The second point is that there is absolutely nothing in the logic of the
Rasch model that says it must be only applied to the calibration of
psychometric tests. Steve and I are currently formulating a study using the
Poisson Counts Rasch Model which will not use data from psychometric tests
at all. Indeed, Rasch himself was first concerned with modelling reading
errors, not the calibration of tests.



The scientific study of individual differences in cognitive abilities needs
to move on from the pencil and paper based psychometric test, whatever
practical uses in education, licensure, etc it may have.



My summary of many Psychometrika papers is: a good idea,  followed by many
pages of obscure algebra, finished up with a trivial example.



I can’t argue with you there.



It is also an unfortunate accident of history that Lee Cronbach
misunderstood Georg Rasch when they met in 1955
www.rasch.org/rmt/rmt61c.htm. If Lee Cronbach had understood Georg
Rasch's methodology, we might now
know the Rasch model as Cronbach's Beta model!



Thanks for that. Yes, it strikes me how confronting some people feel that
there is actually a plausible zero point for cognitive abilities. A rock
has no reading ability. My 2 year old son recognised his written name
yesterday for the first time, so has more reading ability than the rock,
but less ability than you or me. A Supreme Court judge most likely has a
reading ability far greater than yours and mine. So the Poisson Counts
Rasch Model (or “multiplicative model”) and its implication of an absolute
zero point is not without plausibility, at least for reading errors.



Another example of a zero point is “no change from the status quo” or
“reference point” of modern utility theory. In cumulative prospect theory
and expected utility theory, the binary gamble ($100, 0; $0, 1) has zero
utility as there is zero probability of winning $100 and complete certainty
of winning nothing.

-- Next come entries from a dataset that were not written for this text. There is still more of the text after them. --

//! Workspace data documents
//!
//! [`WorkspaceData`] is the parsed content of a workspace data file.
//! Parsing sits behind [`WorkspaceDataParser`] so callers can substitute
//! their own reader; [`XmlWorkspaceDataParser`] handles the usual XML form:
//!
//! ```text
//! <Workspace version = "1.0">
//!    <FileRef location = "group:App.xcodeproj"></FileRef>
//! </Workspace>
//! ```

use crate::error::DataError;
use quick_xml::events::{BytesStart, Event};
use quick_xml::reader::Reader;

/// Entry pointing at a project or file from a workspace
#[derive(Debug, Clone, PartialEq, Eq, Hash)]
pub struct FileRef {
    location: String,
}

impl FileRef {
    /// Create file reference
    #[inline]
    #[must_use]
    pub fn new(location: impl Into<String>) -> Self {
        Self {
            location: location.into(),
        }
    }

    /// Raw location, e.g. `group:App.xcodeproj`
    #[inline]
    #[must_use]
    pub fn location(&self) -> &str {
        &self.location
    }

    /// Location kind before the first colon (`group`, `container`, `absolute`, ...)
    #[must_use]
    pub fn kind(&self) -> Option<&str> {
        self.location.split_once(':').map(|(kind, _)| kind)
    }

    /// Location path after the first colon, or the whole location if unprefixed
    #[must_use]
    pub fn path(&self) -> &str {
        self.location
            .split_once(':')
            .map_or(self.location.as_str(), |(_, path)| path)
    }
}

/// Parsed workspace data document
#[derive(Debug, Clone, Default, PartialEq, Eq)]
pub struct WorkspaceData {
    version: Option<String>,
    file_refs: Vec<FileRef>,
}

impl WorkspaceData {
    /// Create from parsed parts
    #[inline]
    #[must_use]
    pub fn new(version: Option<String>, file_refs: Vec<FileRef>) -> Self {
        Self { version, file_refs }
    }

    /// Document format version
    #[inline]
    #[must_use]
    pub fn version(&self) -> Option<&str> {
        self.version.as_deref()
    }

    /// File references in document order, including those nested in groups
    #[inline]
    #[must_use]
    pub fn file_refs(&self) -> &[FileRef] {
        &self.file_refs
    }
}

/// Parser seam for workspace data documents
pub trait WorkspaceDataParser: Send + Sync {
    /// Parse document contents
    ///
    /// # Errors
    /// Returns [`DataError`] if the contents are not a valid document
    fn parse(&self, contents: &str) -> Result<WorkspaceData, DataError>;
}

/// quick-xml backed parser for the XML document form
#[derive(Debug, Clone, Copy, Default)]
pub struct XmlWorkspaceDataParser;

impl XmlWorkspaceDataParser {
    /// Create new XML parser
    #[inline]
    #[must_use]
    pub fn new() -> Self {
        Self
    }
}

impl WorkspaceDataParser for XmlWorkspaceDataParser {
    fn parse(&self, contents: &str) -> Result<WorkspaceData, DataError> {
        let mut reader = Reader::from_str(contents);
        reader.config_mut().trim_text(true);

        let mut saw_root = false;
        let mut version = None;
        let mut file_refs = Vec::new();

        loop {
            match reader.read_event()? {
                Event::Start(element) | Event::Empty(element) => {
                    match element.name().as_ref() {
                        b"Workspace" => {
                            saw_root = true;
                            version = attribute(&element, b"version")?;
                        }
                        b"FileRef" => {
                            if let Some(location) = attribute(&element, b"location")? {
                                file_refs.push(FileRef::new(location));
                            }
                        }
                        _ => {}
                    }
                }
                Event::Eof => break,
                _ => {}
            }
        }

        if !saw_root {
            return Err(DataError::MissingRoot);
        }
        Ok(WorkspaceData::new(version, file_refs))
    }
}

fn attribute(element: &BytesStart<'_>, name: &[u8]) -> Result<Option<String>, DataError> {
    for attr in element.attributes() {
        let attr = attr?;
        if attr.key.as_ref() == name {
            return Ok(Some(attr.unescape_value()?.into_owned()));
        }
    }
    Ok(None)
}

#[cfg(test)]
mod tests {
    use super::*;

    #[test]
    fn parses_version_and_nested_file_refs() {
        let xml = r#"<?xml version="1.0" encoding="UTF-8"?>
<Workspace version = "1.0">
   <FileRef location = "group:App.xcodeproj"></FileRef>
   <Group location = "container:" name = "Libs">
      <FileRef location = "group:Lib/Lib.xcodeproj"/>
   </Group>
</Workspace>"#;
        let data = XmlWorkspaceDataParser.parse(xml).unwrap();

        assert_eq!(data.version(), Some("1.0"));
        assert_eq!(
            data.file_refs(),
            &[
                FileRef::new("group:App.xcodeproj"),
                FileRef::new("group:Lib/Lib.xcodeproj")
            ]
        );
    }

    #[test]
    fn empty_workspace_has_no_refs() {
        let data = XmlWorkspaceDataParser.parse("<Workspace version=\"1.0\"/>").unwrap();
        assert!(data.file_refs().is_empty());
    }

    #[test]
    fn missing_root_is_rejected() {
        let err = XmlWorkspaceDataParser.parse("<Project/>").unwrap_err();
        assert!(matches!(err, DataError::MissingRoot));
    }

    #[test]
    fn malformed_xml_is_rejected() {
        assert!(XmlWorkspaceDataParser.parse("<Workspace><FileRef></Workspace>").is_err());
    }

    #[test]
    fn escaped_location_is_unescaped() {
        let data = XmlWorkspaceDataParser
            .parse(r#"<Workspace><FileRef location="group:A&amp;B.xcodeproj"/></Workspace>"#)
            .unwrap();
        assert_eq!(data.file_refs()[0].path(), "A&B.xcodeproj");
    }

    #[test]
    fn file_ref_kind_and_path() {
        let file = FileRef::new("container:Sub/Project.xcodeproj");
        assert_eq!(file.kind(), Some("container"));
        assert_eq!(file.path(), "Sub/Project.xcodeproj");

        let bare = FileRef::new("Project.xcodeproj");
        assert_eq!(bare.kind(), None);
        assert_eq!(bare.path(), "Project.xcodeproj");
    }
}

Utility theorists are happy with this.



A human example of a true zero point is Julia Gillard, the Prime Minister
of Australia. She has proven to everyone that she has zero ability to
govern a country. J



Andrew





*From:* rasch-bounces at acer.edu.au [mailto:rasch-bounces at acer.edu.au] *On
Behalf Of *Mike Linacre
*Sent:* Thursday, 3 May 2012 12:17 PM
*To:* rasch at acer.edu.au
*Subject:* Re: [Rasch] current issues of research in psychometrics?



Folks:

Andrew K. wrote: "the most viewed paper online was Cronbach's original 1951
paper on "Alpha".

Psychometricians are metrologists. Is it the fault of the metrologists when
their customers use antiquated measuring instruments? Imagine if the most
viewed paper in a metrology Journal was about "knotted ropes", who would we
blame? Surely not the manufacturers of laser measuring devices.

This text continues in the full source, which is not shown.